Exercise directions: In the listing below, which lines contain the string "Equal"? Copy them all.

Given entries:
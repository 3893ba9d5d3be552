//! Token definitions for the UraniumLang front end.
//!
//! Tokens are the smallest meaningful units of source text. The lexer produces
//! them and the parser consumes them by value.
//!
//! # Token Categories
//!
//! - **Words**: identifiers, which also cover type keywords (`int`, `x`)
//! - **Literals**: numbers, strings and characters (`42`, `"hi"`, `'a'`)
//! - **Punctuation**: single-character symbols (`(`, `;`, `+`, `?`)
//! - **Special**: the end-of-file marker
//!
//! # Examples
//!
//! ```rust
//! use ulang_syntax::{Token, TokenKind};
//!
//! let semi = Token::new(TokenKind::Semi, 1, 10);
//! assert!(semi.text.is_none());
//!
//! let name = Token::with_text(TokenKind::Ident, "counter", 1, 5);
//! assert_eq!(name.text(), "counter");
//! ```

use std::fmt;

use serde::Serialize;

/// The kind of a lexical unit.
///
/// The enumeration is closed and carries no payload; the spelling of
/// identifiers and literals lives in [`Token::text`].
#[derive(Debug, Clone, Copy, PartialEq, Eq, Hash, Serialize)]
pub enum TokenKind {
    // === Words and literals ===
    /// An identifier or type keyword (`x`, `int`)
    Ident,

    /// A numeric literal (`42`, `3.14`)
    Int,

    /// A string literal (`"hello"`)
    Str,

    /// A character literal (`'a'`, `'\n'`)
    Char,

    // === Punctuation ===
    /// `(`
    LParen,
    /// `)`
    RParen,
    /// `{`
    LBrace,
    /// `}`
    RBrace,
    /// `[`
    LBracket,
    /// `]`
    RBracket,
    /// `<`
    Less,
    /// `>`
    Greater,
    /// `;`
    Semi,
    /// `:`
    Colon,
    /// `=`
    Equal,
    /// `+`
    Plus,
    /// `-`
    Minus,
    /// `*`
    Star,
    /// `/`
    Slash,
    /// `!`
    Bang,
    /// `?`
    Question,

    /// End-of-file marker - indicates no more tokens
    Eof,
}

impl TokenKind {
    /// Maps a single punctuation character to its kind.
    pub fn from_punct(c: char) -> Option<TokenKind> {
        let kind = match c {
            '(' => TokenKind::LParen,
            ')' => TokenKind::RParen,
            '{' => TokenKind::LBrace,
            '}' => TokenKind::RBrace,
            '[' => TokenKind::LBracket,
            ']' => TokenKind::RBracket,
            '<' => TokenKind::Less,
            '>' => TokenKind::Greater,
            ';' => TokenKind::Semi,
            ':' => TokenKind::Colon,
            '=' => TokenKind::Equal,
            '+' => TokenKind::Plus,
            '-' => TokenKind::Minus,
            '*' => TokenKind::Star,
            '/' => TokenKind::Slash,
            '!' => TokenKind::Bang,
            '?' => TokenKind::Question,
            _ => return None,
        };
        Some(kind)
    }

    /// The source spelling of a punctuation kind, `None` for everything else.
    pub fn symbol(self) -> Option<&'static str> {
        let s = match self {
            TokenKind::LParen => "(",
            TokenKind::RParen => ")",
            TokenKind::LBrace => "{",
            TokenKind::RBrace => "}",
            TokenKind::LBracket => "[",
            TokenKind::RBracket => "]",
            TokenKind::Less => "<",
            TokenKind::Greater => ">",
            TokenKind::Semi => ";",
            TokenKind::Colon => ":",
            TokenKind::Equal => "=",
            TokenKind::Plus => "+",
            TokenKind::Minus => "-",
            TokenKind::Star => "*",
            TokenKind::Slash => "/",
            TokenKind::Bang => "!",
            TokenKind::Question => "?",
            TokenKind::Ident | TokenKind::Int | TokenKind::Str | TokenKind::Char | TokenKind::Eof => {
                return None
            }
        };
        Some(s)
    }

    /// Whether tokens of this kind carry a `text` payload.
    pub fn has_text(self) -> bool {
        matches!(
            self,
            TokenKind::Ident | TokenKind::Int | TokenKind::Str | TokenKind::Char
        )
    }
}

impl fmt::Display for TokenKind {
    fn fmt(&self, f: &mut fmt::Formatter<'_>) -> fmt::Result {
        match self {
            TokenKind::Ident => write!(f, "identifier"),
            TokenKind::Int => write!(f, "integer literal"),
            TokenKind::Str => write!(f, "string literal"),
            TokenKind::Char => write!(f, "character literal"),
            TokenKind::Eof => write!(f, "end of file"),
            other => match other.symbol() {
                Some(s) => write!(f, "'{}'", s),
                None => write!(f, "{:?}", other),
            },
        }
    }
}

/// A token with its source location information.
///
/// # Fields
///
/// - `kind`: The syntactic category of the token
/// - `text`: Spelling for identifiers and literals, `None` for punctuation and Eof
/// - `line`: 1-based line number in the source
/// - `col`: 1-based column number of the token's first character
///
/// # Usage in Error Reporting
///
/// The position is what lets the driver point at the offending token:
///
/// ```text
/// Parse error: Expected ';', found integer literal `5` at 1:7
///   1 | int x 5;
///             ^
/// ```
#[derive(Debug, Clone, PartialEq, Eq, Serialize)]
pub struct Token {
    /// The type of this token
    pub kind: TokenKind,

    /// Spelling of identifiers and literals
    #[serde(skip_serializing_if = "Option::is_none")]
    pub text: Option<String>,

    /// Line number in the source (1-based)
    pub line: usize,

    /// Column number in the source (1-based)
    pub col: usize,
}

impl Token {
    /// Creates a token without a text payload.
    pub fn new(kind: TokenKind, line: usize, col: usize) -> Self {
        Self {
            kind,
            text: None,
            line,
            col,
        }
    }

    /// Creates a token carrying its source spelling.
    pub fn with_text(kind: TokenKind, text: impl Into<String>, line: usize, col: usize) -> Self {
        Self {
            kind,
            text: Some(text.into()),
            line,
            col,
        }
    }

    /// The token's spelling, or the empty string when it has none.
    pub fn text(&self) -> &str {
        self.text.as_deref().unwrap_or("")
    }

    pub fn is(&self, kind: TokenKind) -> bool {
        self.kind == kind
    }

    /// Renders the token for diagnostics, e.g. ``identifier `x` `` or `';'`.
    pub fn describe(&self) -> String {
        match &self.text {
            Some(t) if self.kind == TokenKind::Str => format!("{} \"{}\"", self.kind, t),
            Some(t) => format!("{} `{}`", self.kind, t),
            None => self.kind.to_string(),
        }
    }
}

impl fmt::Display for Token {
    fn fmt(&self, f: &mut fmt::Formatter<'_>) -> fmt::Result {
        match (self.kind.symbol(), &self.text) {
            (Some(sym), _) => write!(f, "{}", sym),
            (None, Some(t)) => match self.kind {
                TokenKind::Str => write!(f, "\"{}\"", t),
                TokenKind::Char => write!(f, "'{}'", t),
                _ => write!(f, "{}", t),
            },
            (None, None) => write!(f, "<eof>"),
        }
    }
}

Task response:
    Equal,
            '=' => TokenKind::Equal,
            TokenKind::Equal => "=",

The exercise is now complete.